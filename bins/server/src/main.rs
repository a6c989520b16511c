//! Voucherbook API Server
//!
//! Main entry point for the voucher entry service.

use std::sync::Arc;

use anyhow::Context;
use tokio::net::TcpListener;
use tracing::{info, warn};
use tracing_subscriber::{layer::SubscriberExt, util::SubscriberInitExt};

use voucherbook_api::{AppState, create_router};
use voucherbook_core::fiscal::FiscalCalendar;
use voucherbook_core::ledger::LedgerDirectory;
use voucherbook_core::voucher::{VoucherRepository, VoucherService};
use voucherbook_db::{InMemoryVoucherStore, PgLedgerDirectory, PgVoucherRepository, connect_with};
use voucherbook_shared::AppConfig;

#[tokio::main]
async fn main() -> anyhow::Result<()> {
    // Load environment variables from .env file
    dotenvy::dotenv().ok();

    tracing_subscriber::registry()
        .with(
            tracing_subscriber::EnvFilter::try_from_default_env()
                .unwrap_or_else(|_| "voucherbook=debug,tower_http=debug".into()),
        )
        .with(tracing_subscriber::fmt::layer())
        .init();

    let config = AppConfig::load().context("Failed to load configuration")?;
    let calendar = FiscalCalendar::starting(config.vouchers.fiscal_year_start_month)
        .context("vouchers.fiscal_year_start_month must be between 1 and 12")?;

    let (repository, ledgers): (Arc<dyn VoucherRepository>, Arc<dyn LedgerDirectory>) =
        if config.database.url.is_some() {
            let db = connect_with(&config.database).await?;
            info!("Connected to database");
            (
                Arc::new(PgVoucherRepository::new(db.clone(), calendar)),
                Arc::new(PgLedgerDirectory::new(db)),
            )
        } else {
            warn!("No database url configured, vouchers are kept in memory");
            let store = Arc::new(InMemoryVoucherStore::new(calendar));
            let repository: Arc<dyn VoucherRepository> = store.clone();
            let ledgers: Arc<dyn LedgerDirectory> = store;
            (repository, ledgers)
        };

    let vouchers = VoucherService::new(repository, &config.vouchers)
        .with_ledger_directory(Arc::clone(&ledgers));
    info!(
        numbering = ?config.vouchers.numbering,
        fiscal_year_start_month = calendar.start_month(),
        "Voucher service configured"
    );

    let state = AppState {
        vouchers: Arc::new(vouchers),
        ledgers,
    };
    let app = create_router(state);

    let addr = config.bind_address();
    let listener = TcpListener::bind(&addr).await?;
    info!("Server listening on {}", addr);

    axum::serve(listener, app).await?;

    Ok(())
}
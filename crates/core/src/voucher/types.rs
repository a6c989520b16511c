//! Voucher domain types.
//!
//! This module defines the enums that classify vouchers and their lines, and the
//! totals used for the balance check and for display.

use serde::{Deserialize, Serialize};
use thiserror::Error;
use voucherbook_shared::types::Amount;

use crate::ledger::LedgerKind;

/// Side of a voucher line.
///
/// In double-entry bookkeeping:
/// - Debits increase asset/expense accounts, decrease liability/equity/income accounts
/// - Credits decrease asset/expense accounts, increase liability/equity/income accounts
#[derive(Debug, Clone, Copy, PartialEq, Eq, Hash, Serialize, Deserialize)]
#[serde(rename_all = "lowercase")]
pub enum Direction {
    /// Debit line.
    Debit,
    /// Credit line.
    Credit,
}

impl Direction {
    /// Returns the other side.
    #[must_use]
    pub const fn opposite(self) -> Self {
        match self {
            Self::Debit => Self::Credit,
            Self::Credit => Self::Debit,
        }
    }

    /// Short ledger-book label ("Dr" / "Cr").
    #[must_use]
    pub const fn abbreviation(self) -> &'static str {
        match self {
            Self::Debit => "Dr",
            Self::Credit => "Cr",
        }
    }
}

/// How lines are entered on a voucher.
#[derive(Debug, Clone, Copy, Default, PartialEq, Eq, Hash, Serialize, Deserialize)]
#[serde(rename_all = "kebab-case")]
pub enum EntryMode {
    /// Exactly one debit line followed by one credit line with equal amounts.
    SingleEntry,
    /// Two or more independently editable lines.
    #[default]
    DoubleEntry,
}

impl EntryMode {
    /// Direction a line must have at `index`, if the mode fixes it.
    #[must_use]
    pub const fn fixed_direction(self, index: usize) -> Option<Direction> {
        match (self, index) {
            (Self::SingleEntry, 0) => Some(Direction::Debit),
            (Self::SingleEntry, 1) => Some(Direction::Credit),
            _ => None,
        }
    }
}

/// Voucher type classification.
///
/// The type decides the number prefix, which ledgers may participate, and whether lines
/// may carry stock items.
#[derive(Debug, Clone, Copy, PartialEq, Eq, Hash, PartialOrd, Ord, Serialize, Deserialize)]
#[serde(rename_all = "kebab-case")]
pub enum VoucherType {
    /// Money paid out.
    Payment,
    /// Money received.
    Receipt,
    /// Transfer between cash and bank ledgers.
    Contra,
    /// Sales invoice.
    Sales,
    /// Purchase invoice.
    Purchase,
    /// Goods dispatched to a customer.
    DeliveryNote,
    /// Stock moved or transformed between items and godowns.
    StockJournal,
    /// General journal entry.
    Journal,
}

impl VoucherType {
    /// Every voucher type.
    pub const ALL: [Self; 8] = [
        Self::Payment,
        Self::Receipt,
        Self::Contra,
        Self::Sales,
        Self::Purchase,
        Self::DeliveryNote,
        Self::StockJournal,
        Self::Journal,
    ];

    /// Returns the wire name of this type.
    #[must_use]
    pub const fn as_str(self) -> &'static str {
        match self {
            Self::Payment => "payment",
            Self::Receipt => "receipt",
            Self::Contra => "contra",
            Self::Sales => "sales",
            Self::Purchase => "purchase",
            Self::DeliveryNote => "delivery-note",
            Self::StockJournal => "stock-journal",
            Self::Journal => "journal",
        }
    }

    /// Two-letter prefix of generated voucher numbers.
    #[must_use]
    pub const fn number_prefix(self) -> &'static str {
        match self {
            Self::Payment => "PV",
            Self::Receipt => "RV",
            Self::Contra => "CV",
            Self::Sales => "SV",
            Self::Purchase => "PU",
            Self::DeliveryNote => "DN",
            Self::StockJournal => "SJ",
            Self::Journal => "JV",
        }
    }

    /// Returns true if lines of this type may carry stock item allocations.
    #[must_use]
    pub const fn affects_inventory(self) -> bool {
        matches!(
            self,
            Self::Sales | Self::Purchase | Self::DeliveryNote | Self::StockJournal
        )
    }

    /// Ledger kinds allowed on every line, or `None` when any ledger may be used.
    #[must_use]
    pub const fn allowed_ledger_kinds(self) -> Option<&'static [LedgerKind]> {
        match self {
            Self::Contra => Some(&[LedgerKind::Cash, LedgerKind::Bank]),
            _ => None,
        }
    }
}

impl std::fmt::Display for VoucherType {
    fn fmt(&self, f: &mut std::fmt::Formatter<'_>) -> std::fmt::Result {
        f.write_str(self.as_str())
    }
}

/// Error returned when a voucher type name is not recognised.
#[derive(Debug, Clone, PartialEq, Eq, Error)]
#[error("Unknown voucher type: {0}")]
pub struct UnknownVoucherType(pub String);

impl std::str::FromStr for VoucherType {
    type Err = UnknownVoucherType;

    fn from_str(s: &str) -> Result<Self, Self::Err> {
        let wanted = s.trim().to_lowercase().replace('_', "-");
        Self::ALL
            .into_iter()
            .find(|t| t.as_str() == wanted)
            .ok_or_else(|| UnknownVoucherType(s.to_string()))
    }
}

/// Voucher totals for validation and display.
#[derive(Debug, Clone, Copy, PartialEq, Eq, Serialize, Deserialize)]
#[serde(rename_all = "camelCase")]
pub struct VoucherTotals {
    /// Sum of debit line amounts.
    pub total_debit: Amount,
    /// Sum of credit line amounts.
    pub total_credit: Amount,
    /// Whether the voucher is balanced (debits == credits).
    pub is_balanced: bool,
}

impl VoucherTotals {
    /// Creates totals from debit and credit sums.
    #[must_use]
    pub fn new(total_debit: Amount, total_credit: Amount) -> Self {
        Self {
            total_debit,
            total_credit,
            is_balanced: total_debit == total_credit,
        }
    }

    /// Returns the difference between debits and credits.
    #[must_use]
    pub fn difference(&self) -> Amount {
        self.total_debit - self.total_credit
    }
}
------------------------
Exercise details: The lines to return are those with the string "ledgers" in them; copy each from the entries above.

Exercise solution:
    let (repository, ledgers): (Arc<dyn VoucherRepository>, Arc<dyn LedgerDirectory>) =
            let ledgers: Arc<dyn LedgerDirectory> = store;
            (repository, ledgers)
        .with_ledger_directory(Arc::clone(&ledgers));
        ledgers,
/// The type decides the number prefix, which ledgers may participate, and whether lines
    /// Transfer between cash and bank ledgers.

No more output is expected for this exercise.